Inflammatory regulation of iron metabolism during thioacetamide-induced acute liver injury in rats.

Systemic iron homeostasis is tightly regulated by the interaction between iron regulatory molecules, mainly produced by the liver. However, the molecular mechanisms of iron regulation in liver diseases remain to be elucidated. Here we analyzed the expression profiles of iron regulatory molecules during transient iron overload in a rat model of thioacetamide (TAA)-induced acute liver injury. After TAA treatment, mild hepatocellular degeneration and extensive necrosis were observed in the centrilobular region at hour 10 and on day 1, respectively. Serum iron increased transiently at hour 10 and on day 1, in contrast to hypoferremia in other rodent models of acute inflammation reported previously.
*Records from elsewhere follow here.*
//! LFU with aging: frequency decay that unpins stale hot entries.
//!
//! Plain LFU lets an entry that was hot long ago keep a towering frequency
//! forever, so newly hot keys can never dislodge it. This engine tracks the
//! running sum of all resident frequencies and, whenever the average
//! frequency exceeds a configured limit after an insertion or touch, ages
//! the whole cache:
//!
//! ```text
//!   delta = floor(max_avg_freq_limit / 2)
//!   for every resident entry: freq' = max(1, freq - delta)
//!   buckets rebuilt, min_freq and total_freq_sum recomputed
//! ```
//!
//! Aging compresses the frequency distribution; it never evicts. Eviction
//! stays pure LFU: oldest entry of the minimum-frequency bucket.

use std::fmt;
use std::hash::Hash;

use crate::ds::FrequencyBuckets;
use crate::error::CacheError;
use crate::traits::CachePolicy;

/// Default average-frequency limit, matching the common deployment value.
pub const DEFAULT_MAX_AVG_FREQ: f64 = 10.0;

/// LFU engine with average-triggered frequency decay.
///
/// # Example
///
/// ```
/// use cachemux::policy::lfu_aging::LfuAgingCache;
/// use cachemux::traits::CachePolicy;
///
/// let mut cache = LfuAgingCache::new(3, 2.0).unwrap();
/// cache.put("a", 1);
/// for _ in 0..5 {
///     cache.get(&"a");        // would reach freq 6 without aging
/// }
/// // The average-frequency trigger kept the count compressed:
/// assert!(cache.frequency(&"a").unwrap() <= 3);
/// ```
pub struct LfuAgingCache<K, V>
where
    K: Eq + Hash + Clone,
{
    buckets: FrequencyBuckets<K, V>,
    capacity: usize,
    max_avg_freq_limit: f64,
    total_freq_sum: u64,
}

impl<K, V> LfuAgingCache<K, V>
where
    K: Eq + Hash + Clone,
{
    /// Creates an aging LFU cache.
    ///
    /// `max_avg_freq_limit` is the average frequency above which a decay
    /// pass runs; values at or below 1.0 make aging nearly continuous.
    ///
    /// # Errors
    ///
    /// [`CacheError::InvalidCapacity`] if `capacity` is 0.
    pub fn new(capacity: usize, max_avg_freq_limit: f64) -> Result<Self, CacheError> {
        if capacity == 0 {
            return Err(CacheError::invalid_capacity(
                "lfu-aging capacity must be > 0",
            ));
        }
        Ok(LfuAgingCache {
            buckets: FrequencyBuckets::new(),
            capacity,
            max_avg_freq_limit,
            total_freq_sum: 0,
        })
    }

    /// Creates an aging LFU cache with [`DEFAULT_MAX_AVG_FREQ`].
    pub fn with_default_limit(capacity: usize) -> Result<Self, CacheError> {
        Self::new(capacity, DEFAULT_MAX_AVG_FREQ)
    }

    /// Returns `true` if `key` is resident, without a frequency bump.
    pub fn contains(&self, key: &K) -> bool {
        self.buckets.contains(key)
    }

    /// Current frequency of `key`, if resident.
    pub fn frequency(&self, key: &K) -> Option<u64> {
        self.buckets.frequency(key)
    }

    /// Smallest non-empty frequency, or 0 when the cache is empty.
    pub fn min_freq(&self) -> u64 {
        self.buckets.min_freq()
    }

    /// Sum of all resident frequencies.
    pub fn total_freq_sum(&self) -> u64 {
        self.total_freq_sum
    }

    /// Configured average-frequency limit.
    pub fn max_avg_freq_limit(&self) -> f64 {
        self.max_avg_freq_limit
    }

    /// Runs a decay pass if the average frequency exceeds the limit.
    fn maybe_age(&mut self) {
        if self.buckets.is_empty() {
            return;
        }
        let avg = self.total_freq_sum as f64 / self.buckets.len() as f64;
        if avg > self.max_avg_freq_limit {
            let delta = (self.max_avg_freq_limit / 2.0).floor() as u64;
            self.total_freq_sum = self.buckets.age(delta);
        }
    }

    #[cfg(any(test, debug_assertions))]
    pub fn debug_validate_invariants(&self) {
        assert!(self.buckets.len() <= self.capacity);
        self.buckets.debug_validate_invariants();

        // With a delta of 0 (limit < 2) aging cannot lower anything, so the
        // bound only holds for effective deltas.
        let delta = (self.max_avg_freq_limit / 2.0).floor();
        if !self.buckets.is_empty() && delta >= 1.0 {
            let avg = self.total_freq_sum as f64 / self.buckets.len() as f64;
            assert!(
                avg <= self.max_avg_freq_limit + delta,
                "average frequency {avg} escaped the aging trigger"
            );
        }
    }
}

impl<K, V> CachePolicy<K, V> for LfuAgingCache<K, V>
where
    K: Eq + Hash + Clone,
    V: Clone,
{
    fn put(&mut self, key: K, value: V) -> Option<V> {
        if self.buckets.contains(&key) {
            let previous = self.buckets.set_value(&key, value);
            self.buckets.touch(&key);
            self.total_freq_sum += 1;
            self.maybe_age();
            return previous;
        }

        if self.buckets.len() >= self.capacity {
            if let Some((_, _, freq)) = self.buckets.evict_min() {
                self.total_freq_sum -= freq;
            }
        }
        self.buckets.insert_new(key, value);
        self.total_freq_sum += 1;
        self.maybe_age();
        None
    }

    fn get(&mut self, key: &K) -> Option<V> {
        let value = self.buckets.value(key)?.clone();
        self.buckets.touch(key);
        self.total_freq_sum += 1;
        self.maybe_age();
        Some(value)
    }

    fn remove(&mut self, key: &K) {
        if let Some((_, freq)) = self.buckets.remove(key) {
            self.total_freq_sum -= freq;
        }
    }

    fn remove_all(&mut self) {
        self.buckets.clear();
        self.total_freq_sum = 0;
    }

    fn len(&self) -> usize {
        self.buckets.len()
    }

    fn capacity(&self) -> usize {
        self.capacity
    }
}

impl<K, V> fmt::Debug for LfuAgingCache<K, V>
where
    K: Eq + Hash + Clone,
{
    fn fmt(&self, f: &mut fmt::Formatter<'_>) -> fmt::Result {
        f.debug_struct("LfuAgingCache")
            .field("len", &self.buckets.len())
            .field("capacity", &self.capacity)
            .field("min_freq", &self.buckets.min_freq())
            .field("total_freq_sum", &self.total_freq_sum)
            .field("max_avg_freq_limit", &self.max_avg_freq_limit)
            .finish_non_exhaustive()
    }
}
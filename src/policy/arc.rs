//! Adaptive Replacement Cache (ARC).
//!
//! ARC balances recency against frequency at run time by keeping two
//! resident lists and two key-only ghost lists, plus a target parameter `p`
//! that steers eviction between them.
//!
//! ## Architecture
//!
//! ```text
//! ┌────────────────────────────────────────────────────────────────────────┐
//! │                          ArcCache<K, V> layout                         │
//! │                                                                        │
//! │   index: FxHashMap<K, NonNull<Node>>   (resident keys only)            │
//! │                                                                        │
//! │   T1 (seen once, recency)           T2 (seen again, frequency)         │
//! │   ┌─────────────────────────┐       ┌─────────────────────────┐        │
//! │   │ MRU ──► ... ──► LRU     │       │ MRU ──► ... ──► LRU     │        │
//! │   │ insert here     evict   │       │ promote here    evict   │        │
//! │   └───────────┬─────────────┘       └───────────┬─────────────┘        │
//! │               │ evicted keys                    │ evicted keys         │
//! │               ▼                                 ▼                      │
//! │   B1 (ghost of T1, keys only)       B2 (ghost of T2, keys only)        │
//! │                                                                        │
//! │   p ∈ [0, capacity]: target share of T1                                │
//! │   • hit in B1 → p grows  (workload wants more recency room)            │
//! │   • hit in B2 → p shrinks (workload wants more frequency room)         │
//! └────────────────────────────────────────────────────────────────────────┘
//!
//! get(key):
//!   T1 hit → move node to T2 MRU (promotion), return value
//!   T2 hit → refresh node to T2 MRU, return value
//!   otherwise miss; ghost lists are never consulted by get
//!
//! put(key, value):
//!   resident      → overwrite; T1 node promotes to T2 MRU, T2 refreshes
//!   hit in B1     → p += max(1, |B2|/|B1|) (capped); replace(false);
//!                   drop key from B1; insert at T2 MRU
//!   hit in B2     → p -= max(1, |B1|/|B2|) (floored); replace(true);
//!                   drop key from B2; insert at T2 MRU
//!   full miss     → trim per the |T1|+|B1| and four-list totals,
//!                   then insert at T1 MRU
//!
//! replace(in_b2):
//!   evict T1 LRU into B1 when T1 is non-empty and |T1| > p
//!   (or in_b2 and |T1| == p); otherwise evict T2 LRU into B2
//! ```
//!
//! Ghost lists store keys only (historical feedback, not storage), so a
//! ghost hit always takes the caller's newly supplied value. Each ghost
//! list is bounded by the capacity, keeping peak memory O(capacity).
//!
//! ## References
//!
//! - Megiddo & Modha, "ARC: A Self-Tuning, Low Overhead Replacement
//!   Cache", FAST 2003

use std::fmt;
use std::hash::Hash;
use std::ptr::NonNull;

use rustc_hash::FxHashMap;

use crate::ds::GhostList;
use crate::error::CacheError;
use crate::traits::CachePolicy;

/// Which resident list a node lives in.
#[derive(Copy, Clone, Debug, Eq, PartialEq)]
enum ListKind {
    T1,
    T2,
}

/// Node in a resident list. Pointers first for locality.
#[repr(C)]
struct Node<K, V> {
    prev: Option<NonNull<Node<K, V>>>,
    next: Option<NonNull<Node<K, V>>>,
    list: ListKind,
    key: K,
    value: V,
}

/// ARC cache engine.
///
/// # Example
///
/// ```
/// use cachemux::policy::arc::ArcCache;
/// use cachemux::traits::CachePolicy;
///
/// let mut cache = ArcCache::new(8).unwrap();
/// cache.put("page", 1);
/// assert_eq!(cache.t1_len(), 1);   // first sighting lands in T1
///
/// cache.get(&"page");
/// assert_eq!(cache.t2_len(), 1);   // reuse promotes to T2
/// ```
pub struct ArcCache<K, V>
where
    K: Eq + Hash + Clone,
{
    index: FxHashMap<K, NonNull<Node<K, V>>>,

    t1_head: Option<NonNull<Node<K, V>>>,
    t1_tail: Option<NonNull<Node<K, V>>>,
    t1_len: usize,

    t2_head: Option<NonNull<Node<K, V>>>,
    t2_tail: Option<NonNull<Node<K, V>>>,
    t2_len: usize,

    b1: GhostList<K>,
    b2: GhostList<K>,

    /// Target share of the capacity for T1.
    p: usize,
    capacity: usize,
}

// SAFETY: the raw pointers only reference heap nodes exclusively owned by
// this struct.
unsafe impl<K, V> Send for ArcCache<K, V>
where
    K: Eq + Hash + Clone + Send,
    V: Send,
{
}

// SAFETY: no interior mutability behind &self.
unsafe impl<K, V> Sync for ArcCache<K, V>
where
    K: Eq + Hash + Clone + Sync,
    V: Sync,
{
}

impl<K, V> ArcCache<K, V>
where
    K: Eq + Hash + Clone,
{
    /// Creates an ARC cache with the given resident capacity.
    ///
    /// The target `p` starts at 0 (pure frequency preference) and adapts
    /// with ghost hits. Each ghost list holds at most `capacity` keys.
    ///
    /// # Errors
    ///
    /// [`CacheError::InvalidCapacity`] if `capacity` is 0.
    pub fn new(capacity: usize) -> Result<Self, CacheError> {
        if capacity == 0 {
            return Err(CacheError::invalid_capacity("arc capacity must be > 0"));
        }
        Ok(ArcCache {
            index: FxHashMap::with_capacity_and_hasher(capacity, Default::default()),
            t1_head: None,
            t1_tail: None,
            t1_len: 0,
            t2_head: None,
            t2_tail: None,
            t2_len: 0,
            b1: GhostList::new(capacity),
            b2: GhostList::new(capacity),
            p: 0,
            capacity,
        })
    }

    /// Entries in T1 (resident, seen once).
    pub fn t1_len(&self) -> usize {
        self.t1_len
    }

    /// Entries in T2 (resident, seen more than once).
    pub fn t2_len(&self) -> usize {
        self.t2_len
    }

    /// Keys in the B1 ghost list.
    pub fn b1_len(&self) -> usize {
        self.b1.len()
    }

    /// Keys in the B2 ghost list.
    pub fn b2_len(&self) -> usize {
        self.b2.len()
    }

    /// Current target share of T1.
    pub fn p_value(&self) -> usize {
        self.p
    }

    /// Returns `true` if `key` is resident (ghost entries don't count).
    pub fn contains(&self, key: &K) -> bool {
        self.index.contains_key(key)
    }

    /// Detach a node from whichever resident list holds it.
    #[inline(always)]
    fn detach(&mut self, node_ptr: NonNull<Node<K, V>>) {
        unsafe {
            let node = node_ptr.as_ref();
            let prev = node.prev;
            let next = node.next;

            let (head, tail, len) = match node.list {
                ListKind::T1 => (&mut self.t1_head, &mut self.t1_tail, &mut self.t1_len),
                ListKind::T2 => (&mut self.t2_head, &mut self.t2_tail, &mut self.t2_len),
            };

            match prev {
                Some(mut p) => p.as_mut().next = next,
                None => *head = next,
            }
            match next {
                Some(mut n) => n.as_mut().prev = prev,
                None => *tail = prev,
            }
            *len -= 1;
        }
    }

    /// Attach a node at the T1 MRU end.
    #[inline(always)]
    fn attach_t1_mru(&mut self, mut node_ptr: NonNull<Node<K, V>>) {
        unsafe {
            let node = node_ptr.as_mut();
            node.prev = None;
            node.next = self.t1_head;
            node.list = ListKind::T1;

            match self.t1_head {
                Some(mut h) => h.as_mut().prev = Some(node_ptr),
                None => self.t1_tail = Some(node_ptr),
            }
            self.t1_head = Some(node_ptr);
            self.t1_len += 1;
        }
    }

    /// Attach a node at the T2 MRU end.
    #[inline(always)]
    fn attach_t2_mru(&mut self, mut node_ptr: NonNull<Node<K, V>>) {
        unsafe {
            let node = node_ptr.as_mut();
            node.prev = None;
            node.next = self.t2_head;
            node.list = ListKind::T2;

            match self.t2_head {
                Some(mut h) => h.as_mut().prev = Some(node_ptr),
                None => self.t2_tail = Some(node_ptr),
            }
            self.t2_head = Some(node_ptr);
            self.t2_len += 1;
        }
    }

    /// Evict the LRU node of T1, recording its key in B1.
    fn evict_t1_lru(&mut self) {
        if let Some(victim_ptr) = self.t1_tail {
            self.detach(victim_ptr);
            unsafe {
                let node = Box::from_raw(victim_ptr.as_ptr());
                self.index.remove(&node.key);
                self.b1.record(node.key);
            }
        }
    }

    /// Evict the LRU node of T2, recording its key in B2.
    fn evict_t2_lru(&mut self) {
        if let Some(victim_ptr) = self.t2_tail {
            self.detach(victim_ptr);
            unsafe {
                let node = Box::from_raw(victim_ptr.as_ptr());
                self.index.remove(&node.key);
                self.b2.record(node.key);
            }
        }
    }

    /// The single adaptation knob: frees one resident slot, choosing the
    /// victim list by the target `p`.
    ///
    /// The `in_b2` tie-break on `|T1| == p` keeps a B2 hit from
    /// immediately re-evicting from T2.
    fn replace(&mut self, in_b2: bool) {
        if self.t1_len > 0 && (self.t1_len > self.p || (in_b2 && self.t1_len == self.p)) {
            self.evict_t1_lru();
        } else if self.t2_len > 0 {
            self.evict_t2_lru();
        } else if self.t1_len > 0 {
            // T2 has nothing to give; a slot still has to come from somewhere.
            self.evict_t1_lru();
        }
    }

    /// Frees every node and resets all lists, ghosts, and the target.
    fn purge(&mut self) {
        for head in [self.t1_head, self.t2_head] {
            let mut current = head;
            while let Some(node_ptr) = current {
                unsafe {
                    current = node_ptr.as_ref().next;
                    drop(Box::from_raw(node_ptr.as_ptr()));
                }
            }
        }
        self.index.clear();
        self.t1_head = None;
        self.t1_tail = None;
        self.t1_len = 0;
        self.t2_head = None;
        self.t2_tail = None;
        self.t2_len = 0;
        self.b1.clear();
        self.b2.clear();
        self.p = 0;
    }

    /// Allocates a node and links it at the MRU end of the chosen list.
    fn insert_node(&mut self, key: K, value: V, list: ListKind) {
        let node = Box::new(Node {
            prev: None,
            next: None,
            list,
            key: key.clone(),
            value,
        });
        let node_ptr = NonNull::from(Box::leak(node));
        self.index.insert(key, node_ptr);
        match list {
            ListKind::T1 => self.attach_t1_mru(node_ptr),
            ListKind::T2 => self.attach_t2_mru(node_ptr),
        }
    }

    #[cfg(any(test, debug_assertions))]
    pub fn debug_validate_invariants(&self) {
        assert_eq!(self.index.len(), self.t1_len + self.t2_len);
        assert!(self.t1_len + self.t2_len <= self.capacity);
        assert!(self.p <= self.capacity);
        assert!(self.b1.len() <= self.capacity);
        assert!(self.b2.len() <= self.capacity);

        let walk = |mut current: Option<NonNull<Node<K, V>>>,
                    expected_kind: ListKind,
                    expected_len: usize| {
            let mut count = 0usize;
            while let Some(ptr) = current {
                count += 1;
                assert!(count <= expected_len, "cycle or length drift in list");
                unsafe {
                    let node = ptr.as_ref();
                    assert_eq!(node.list, expected_kind);
                    assert!(self.index.contains_key(&node.key));
                    assert!(!self.b1.contains(&node.key), "resident key also in B1");
                    assert!(!self.b2.contains(&node.key), "resident key also in B2");
                    current = node.next;
                }
            }
            assert_eq!(count, expected_len);
        };

        walk(self.t1_head, ListKind::T1, self.t1_len);
        walk(self.t2_head, ListKind::T2, self.t2_len);
        self.b1.debug_validate_invariants();
        self.b2.debug_validate_invariants();
    }
}

impl<K, V> CachePolicy<K, V> for ArcCache<K, V>
where
    K: Eq + Hash + Clone,
    V: Clone,
{
    fn get(&mut self, key: &K) -> Option<V> {
        let node_ptr = *self.index.get(key)?;
        // T1 hit promotes; T2 hit refreshes. Either way the node ends at
        // the T2 MRU end.
        self.detach(node_ptr);
        self.attach_t2_mru(node_ptr);
        Some(unsafe { (*node_ptr.as_ptr()).value.clone() })
    }

    fn put(&mut self, key: K, value: V) -> Option<V> {
        // Case A: resident update.
        if let Some(&node_ptr) = self.index.get(&key) {
            let previous = unsafe {
                let node = &mut *node_ptr.as_ptr();
                std::mem::replace(&mut node.value, value)
            };
            self.detach(node_ptr);
            self.attach_t2_mru(node_ptr);
            return Some(previous);
        }

        // Case B: ghost hit in B1. Grow T1's target share.
        if self.b1.contains(&key) {
            let delta = (self.b2.len() / self.b1.len()).max(1);
            self.p = (self.p + delta).min(self.capacity);
            self.replace(false);
            self.b1.remove(&key);
            self.insert_node(key, value, ListKind::T2);
            return None;
        }

        // Case C: ghost hit in B2. Shrink T1's target share.
        if self.b2.contains(&key) {
            let delta = (self.b1.len() / self.b2.len()).max(1);
            self.p = self.p.saturating_sub(delta);
            self.replace(true);
            self.b2.remove(&key);
            self.insert_node(key, value, ListKind::T2);
            return None;
        }

        // Case D: full miss.
        if self.t1_len + self.b1.len() == self.capacity {
            if self.t1_len < self.capacity {
                self.b2.evict_oldest();
                self.replace(false);
            } else {
                self.evict_t1_lru();
            }
        } else {
            let total = self.t1_len + self.t2_len + self.b1.len() + self.b2.len();
            if total >= self.capacity {
                if total == 2 * self.capacity {
                    self.b2.evict_oldest();
                }
                self.replace(false);
            }
        }

        self.insert_node(key, value, ListKind::T1);
        None
    }

    fn remove(&mut self, key: &K) {
        if let Some(node_ptr) = self.index.remove(key) {
            self.detach(node_ptr);
            unsafe {
                drop(Box::from_raw(node_ptr.as_ptr()));
            }
            return;
        }
        self.b1.remove(key);
        self.b2.remove(key);
    }

    fn remove_all(&mut self) {
        self.purge();
    }

    fn len(&self) -> usize {
        self.t1_len + self.t2_len
    }

    fn capacity(&self) -> usize {
        self.capacity
    }
}

impl<K, V> Drop for ArcCache<K, V>
where
    K: Eq + Hash + Clone,
{
    fn drop(&mut self) {
        self.purge();
    }
}

impl<K, V> fmt::Debug for ArcCache<K, V>
where
    K: Eq + Hash + Clone,
{
    fn fmt(&self, f: &mut fmt::Formatter<'_>) -> fmt::Result {
        f.debug_struct("ArcCache")
            .field("capacity", &self.capacity)
            .field("t1_len", &self.t1_len)
            .field("t2_len", &self.t2_len)
            .field("b1_len", &self.b1.len())
            .field("b2_len", &self.b2.len())
            .field("p", &self.p)
            .finish_non_exhaustive()
    }
}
Thereafter, up-regulation of hepcidin, a central regulator of systemic iron homeostasis, was observed in hepatocytes on day 2. Expression of transferrin receptor 1 and ferritin subunits increased to a peak on day 3, followed by increases in liver iron content and stainable iron on day 5, in parallel with regeneration of hepatocytes. Histopathological lesions and hepatocellular iron accumulation disappeared until day 10. The hepcidin induction was preceded by activation of IL6/STAT3 pathway, whereas other pathways known to induce hepcidin were down-regulated. IL6 was expressed by MHC class II-positive macrophages in the portal area, suggestive of dendritic cells. Our results suggest that IL6 released by portal macrophages may regulate hepatocyte hepcidin expression via STAT3 activation during transient iron overload in TAA-induced acute liver injury.